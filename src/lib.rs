pub mod api;
pub mod comments;
pub mod document;
pub mod error;
pub mod lexer;
pub mod parser;
pub mod serializer;
pub mod utils;
pub mod value;

pub use api::{parse, parse_with_options, serialize, stringify};
#[allow(deprecated)]
pub use api::build;
pub use comments::label_for;
pub use document::Document;
pub use error::{DepthExceeded, PbxError, SyntaxError};
pub use parser::ParseOptions;
pub use serializer::{CommentStrategy, SerializeOptions};
pub use value::{Dictionary, Value};
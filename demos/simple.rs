use pbxproj_core::{parse, serialize, SerializeOptions};

fn main() {
    let project = r#"
        // !$*UTF8*$!
        {
            archiveVersion = 1;
            objectVersion = 56;
            objects = {
                ABC123 /* AppDelegate.swift */ = {
                    isa = PBXFileReference;
                    path = AppDelegate.swift;
                    sourceTree = "<group>";
                };
            };
            rootObject = ABC123;
        }
    "#;

    match parse(project) {
        Ok(doc) => {
            println!("{}", serialize(&doc, &SerializeOptions::generated()));
            match doc.to_json() {
                Ok(json) => println!("\nAs JSON:\n{json}"),
                Err(e) => eprintln!("Failed to convert to JSON: {e}"),
            }
        }
        Err(e) => {
            eprintln!("Failed to parse project: {:?}", miette::Report::new(e));
        }
    }
}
________
# Action item:
Reproduce all of the entries word for word. Omit nothing.

# Final answer:
filename src/lib.rs
pub mod api;
pub mod comments;
pub mod document;
pub mod error;
pub mod lexer;
pub mod parser;
pub mod serializer;
pub mod utils;
pub mod value;

pub use api::{parse, parse_with_options, serialize, stringify};
#[allow(deprecated)]
pub use api::build;
pub use comments::label_for;
pub use document::Document;
pub use error::{DepthExceeded, PbxError, SyntaxError};
pub use parser::ParseOptions;
pub use serializer::{CommentStrategy, SerializeOptions};
pub use value::{Dictionary, Value};
filename demos/simple.rs
use pbxproj_core::{parse, serialize, SerializeOptions};

fn main() {
    let project = r#"
        // !$*UTF8*$!
        {
            archiveVersion = 1;
            objectVersion = 56;
            objects = {
                ABC123 /* AppDelegate.swift */ = {
                    isa = PBXFileReference;
                    path = AppDelegate.swift;
                    sourceTree = "<group>";
                };
            };
            rootObject = ABC123;
        }
    "#;

    match parse(project) {
        Ok(doc) => {
            println!("{}", serialize(&doc, &SerializeOptions::generated()));
            match doc.to_json() {
                Ok(json) => println!("\nAs JSON:\n{json}"),
                Err(e) => eprintln!("Failed to convert to JSON: {e}"),
            }
        }
        Err(e) => {
            eprintln!("Failed to parse project: {:?}", miette::Report::new(e));
        }
    }
}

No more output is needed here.